» **WHAT IS NEEDED**
Find every line in the records below that holds the word "const" and copy it.

Dataset entries:
>>>

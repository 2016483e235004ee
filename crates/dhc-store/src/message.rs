//! The persisted HL7 message record

use chrono::{DateTime, Utc};
use dhc_wrapper::Hl7Wrapper;
use serde::Serialize;
use serde_json::Value;
use uuid::Uuid;

/// Routing descriptor for the internal platform
pub const SOURCE_DHOS: &str = "dhos";
/// Routing descriptor for the trust integration engine
pub const SOURCE_TIE: &str = "tie";
/// Routing descriptor for the CDA SOAP endpoint
pub const DEST_MIRTH: &str = "mirth";

/// A persisted HL7 message, inbound or outbound
///
/// `content` holds the decoded HL7 v2 text (or an XML CDA document);
/// `message_control_id` is globally unique or NULL (NULL marks a record
/// that was accepted but detected as a duplicate).
#[derive(Debug, Clone, PartialEq)]
pub struct Hl7Message {
    pub uuid: String,
    pub created: DateTime<Utc>,
    pub created_by: String,
    pub modified: DateTime<Utc>,
    pub modified_by: String,
    pub content: Option<String>,
    pub message_type: Option<String>,
    pub sent_at: Option<DateTime<Utc>>,
    pub is_processed: bool,
    pub src_description: Option<String>,
    pub dst_description: Option<String>,
    pub message_control_id: Option<String>,
    pub ack: Option<String>,
    pub patient_identifiers: Option<Value>,
}

impl Hl7Message {
    /// A fresh unprocessed record with a new uuid
    pub fn new(src_description: &str, dst_description: &str) -> Self {
        let now = Utc::now();
        Self {
            uuid: Uuid::new_v4().to_string(),
            created: now,
            created_by: "system".to_string(),
            modified: now,
            modified_by: "system".to_string(),
            content: None,
            message_type: None,
            sent_at: None,
            is_processed: false,
            src_description: Some(src_description.to_string()),
            dst_description: Some(dst_description.to_string()),
            message_control_id: None,
            ack: None,
            patient_identifiers: None,
        }
    }

    /// Derived lifecycle status
    ///
    /// `is_processed` is terminal; otherwise a record sourced from the
    /// platform counts as sent, anything else as received.
    pub fn status(&self) -> &'static str {
        if self.is_processed {
            "processed"
        } else if self.src_description.as_deref() == Some(SOURCE_DHOS) {
            "sent"
        } else {
            "received"
        }
    }

    /// MSA-1 of the stored ACK, or `None` when absent or unparseable
    pub fn ack_status(&self) -> Option<String> {
        let ack = self.ack.as_deref()?;
        let wrapper = Hl7Wrapper::parse(ack).ok()?;
        wrapper.field("MSA.F1")
    }

    /// The JSON shape returned by the REST surface
    pub fn to_response(&self) -> MessageResponse {
        MessageResponse {
            uuid: self.uuid.clone(),
            created: self.created,
            created_by: self.created_by.clone(),
            modified: self.modified,
            modified_by: self.modified_by.clone(),
            content: self.content.clone(),
            message_type: self.message_type.clone(),
            sent_at: self.sent_at,
            is_processed: self.is_processed,
            src_description: self.src_description.clone(),
            dst_description: self.dst_description.clone(),
            message_control_id: self.message_control_id.clone(),
            ack_status: self.ack_status(),
        }
    }
}

/// Serialized message record for API responses
#[derive(Debug, Clone, Serialize)]
pub struct MessageResponse {
    pub uuid: String,
    pub created: DateTime<Utc>,
    pub created_by: String,
    pub modified: DateTime<Utc>,
    pub modified_by: String,
    pub content: Option<String>,
    pub message_type: Option<String>,
    pub sent_at: Option<DateTime<Utc>>,
    pub is_processed: bool,
    pub src_description: Option<String>,
    pub dst_description: Option<String>,
    pub message_control_id: Option<String>,
    pub ack_status: Option<String>,
}

/// Updatable fields of a message record
#[derive(Debug, Clone, Default)]
pub struct MessagePatch {
    pub is_processed: Option<bool>,
    pub ack: Option<String>,
}
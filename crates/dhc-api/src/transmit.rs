//! Outbound pipelines: ORU to the EPR service adapter, CDA to Mirth
//!
//! ORU path: config gate, generate, transform, persist, POST, correlate the
//! returned ACK. A transport failure leaves the record unprocessed so an
//! external queue can re-drive it.

use base64::prelude::*;
use chrono::Utc;
use serde::Deserialize;
use serde_json::Value;

use dhc_oru::{Clinician, Encounter, ObservationSet, OruGenerator, Patient};
use dhc_store::{Hl7Message, MessagePatch, DEST_MIRTH, SOURCE_DHOS, SOURCE_TIE};
use dhc_wrapper::Hl7Wrapper;

use crate::epr::{EprRequest, TransportError};
use crate::error::{ApiError, Result};
use crate::soap::MirthClient;
use crate::state::AppState;

/// The `process_observation_set` action payload
#[derive(Debug, Deserialize)]
pub struct OruActionData {
    pub patient: Option<Patient>,
    pub encounter: Option<Encounter>,
    pub observation_set: Option<ObservationSet>,
    pub clinician: Option<Clinician>,
}

/// Generate, persist and transmit an ORU message for an observation set
///
/// A no-op when the trustomer has ORU generation disabled.
pub async fn create_oru_message(state: &AppState, data: Value) -> Result<()> {
    let trustomer_config = state
        .trustomer
        .get()
        .await
        .map_err(|e| ApiError::ServiceUnavailable(e.to_string()))?;

    if !trustomer_config.send_config.generate_oru_messages {
        tracing::debug!("Not sending ORU message due to config");
        return Ok(());
    }

    let action: OruActionData = serde_json::from_value(data)
        .map_err(|e| ApiError::BadRequest(format!("Malformed action data: {e}")))?;

    let (patient, encounter, observation_set) =
        match (action.patient, action.encounter, action.observation_set) {
            (Some(patient), Some(encounter), Some(observation_set)) => {
                (patient, encounter, observation_set)
            }
            (patient, encounter, observation_set) => {
                let missing: Vec<&str> = [
                    ("patient", patient.is_none()),
                    ("encounter", encounter.is_none()),
                    ("observation_set", observation_set.is_none()),
                ]
                .into_iter()
                .filter_map(|(name, is_missing)| is_missing.then_some(name))
                .collect();
                return Err(ApiError::BadRequest(format!(
                    "Missing data in action: {}",
                    missing.join(", ")
                )));
            }
        };

    let generator = OruGenerator::new(&trustomer_config, state.config.server_timezone);
    let oru_message = generator
        .generate(
            &patient,
            &encounter,
            &observation_set,
            action.clinician.as_ref(),
        )
        .map_err(|e| ApiError::BadRequest(e.to_string()))?;
    tracing::debug!("Generated ORU message");

    tracing::debug!("Transforming outgoing ORU message");
    let transformer = dhc_transform::lookup(&state.config.hl7_transformer)
        .map_err(|e| ApiError::ServiceUnavailable(e.to_string()))?;
    let oru_message = transformer.transform_outgoing(&oru_message);

    let message = create_and_save_hl7_message(state, &oru_message).await?;
    post_hl7_message(state, &message).await
}

/// Persist an outbound ORU message record
async fn create_and_save_hl7_message(state: &AppState, hl7_message: &str) -> Result<Hl7Message> {
    tracing::debug!("Saving HL7 message in database");
    let wrapper = Hl7Wrapper::parse(hl7_message)
        .map_err(|e| ApiError::Internal(format!("Generated message unparseable: {e}")))?;

    let mut message = Hl7Message::new(SOURCE_DHOS, SOURCE_TIE);
    message.content = Some(wrapper.raw().to_string());
    message.patient_identifiers = Some(
        serde_json::to_value(wrapper.patient_identifiers())
            .map_err(|e| ApiError::Internal(e.to_string()))?,
    );
    message.message_type = wrapper.message_type();
    message.sent_at = wrapper
        .message_datetime_iso8601(state.config.server_timezone)
        .ok()
        .flatten()
        .and_then(|iso| {
            dhc_wrapper::datetime::parse_iso8601(&iso)
                .ok()
                .map(|dt| dt.with_timezone(&Utc))
        });
    message.message_control_id = wrapper.message_control_id();

    state.store.create(&message).await?;
    tracing::debug!("HL7 message saved with UUID {}", message.uuid);
    Ok(message)
}

/// Transmit a persisted outbound message and correlate the returned ACK
pub async fn post_hl7_message(state: &AppState, message: &Hl7Message) -> Result<()> {
    // The same table carries HL7v2 messages for the TIE and HL7v3 CDA
    // documents for Mirth; the destination picks the transport.
    if message.dst_description.as_deref() == Some(DEST_MIRTH) {
        return post_cda_message(state, message).await;
    }

    tracing::debug!("POSTing HL7 message to EPR service adapter");
    let url = format!(
        "{}/epr/v1/hl7_message",
        state.config.epr_service_adapter_url_base
    );
    let headers = state.epr_auth.headers()?;
    let content = message.content.clone().unwrap_or_default();
    let request = EprRequest::hl7v2(BASE64_STANDARD.encode(content.as_bytes()));

    tracing::info!(
        "Sending message '{}'",
        message.message_control_id.as_deref().unwrap_or("")
    );
    let response = state
        .epr
        .post_hl7_message(&url, &headers, &request)
        .await
        .map_err(|error| match error {
            TransportError::Unavailable(reason) => {
                tracing::error!(
                    "Couldn't send HL7 message {} - connection error: {reason}",
                    message.uuid
                );
                ApiError::ServiceUnavailable(reason)
            }
            TransportError::Status(status) => {
                tracing::error!(
                    "Couldn't send HL7 message {} - received HTTP error {status}",
                    message.uuid
                );
                ApiError::BadRequest(format!("EPR service adapter returned HTTP {status}"))
            }
            TransportError::Malformed(reason) => ApiError::BadRequest(reason),
        })?;

    let Some(ack_b64) = response.body.filter(|b| !b.is_empty()) else {
        return Err(ApiError::BadRequest(format!(
            "ACK response message expected from EPR, none received for '{}'",
            message.uuid
        )));
    };

    let ack_text = BASE64_STANDARD
        .decode(&ack_b64)
        .ok()
        .and_then(|bytes| String::from_utf8(bytes).ok())
        .ok_or_else(|| {
            ApiError::BadRequest(format!(
                "ACK response from EPR could not be decoded for '{}'",
                message.uuid
            ))
        })?;

    let ack_status = Hl7Wrapper::parse(&ack_text)
        .ok()
        .and_then(|w| w.field("MSA.F1"));
    match ack_status.as_deref() {
        Some("AA") => tracing::info!(
            "Message '{}' has been successfully received",
            message.message_control_id.as_deref().unwrap_or("")
        ),
        other => tracing::error!(
            "Message '{}' did not receive a successful acknowledgement. ({})",
            message.message_control_id.as_deref().unwrap_or(""),
            other.unwrap_or("none")
        ),
    }

    state
        .store
        .update(
            &message.uuid,
            MessagePatch {
                is_processed: Some(true),
                ack: Some(ack_text),
            },
        )
        .await?;

    Ok(())
}

/// Persist an outbound CDA document record
pub async fn create_and_save_cda_message(state: &AppState, cda_message: &str) -> Result<Hl7Message> {
    tracing::debug!("Saving HL7 CDA message in database");

    let mut message = Hl7Message::new(SOURCE_DHOS, DEST_MIRTH);
    message.content = Some(cda_message.to_string());
    message.sent_at = Some(Utc::now());

    state.store.create(&message).await?;
    tracing::debug!("HL7 CDA message saved with UUID {}", message.uuid);
    Ok(message)
}

/// Transmit a CDA record over SOAP and mark it processed
async fn post_cda_message(state: &AppState, message: &Hl7Message) -> Result<()> {
    if state.config.mirth_host_url_base.is_empty() {
        tracing::warn!("Post CDA message called, Mirth host not configured");
        return Ok(());
    }

    let client = MirthClient::new(
        &state.config.mirth_host_url_base,
        &state.config.mirth_username,
        &state.config.mirth_password,
    )?;
    client
        .send_cda(message.content.as_deref().unwrap_or(""))
        .await?;

    state
        .store
        .update(
            &message.uuid,
            MessagePatch {
                is_processed: Some(true),
                ack: None,
            },
        )
        .await?;

    tracing::debug!("Processed and sent CDA message");
    Ok(())
}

<<<

» **WRITTEN SOLUTION**
pub const SOURCE_DHOS: &str = "dhos";
pub const SOURCE_TIE: &str = "tie";
pub const DEST_MIRTH: &str = "mirth";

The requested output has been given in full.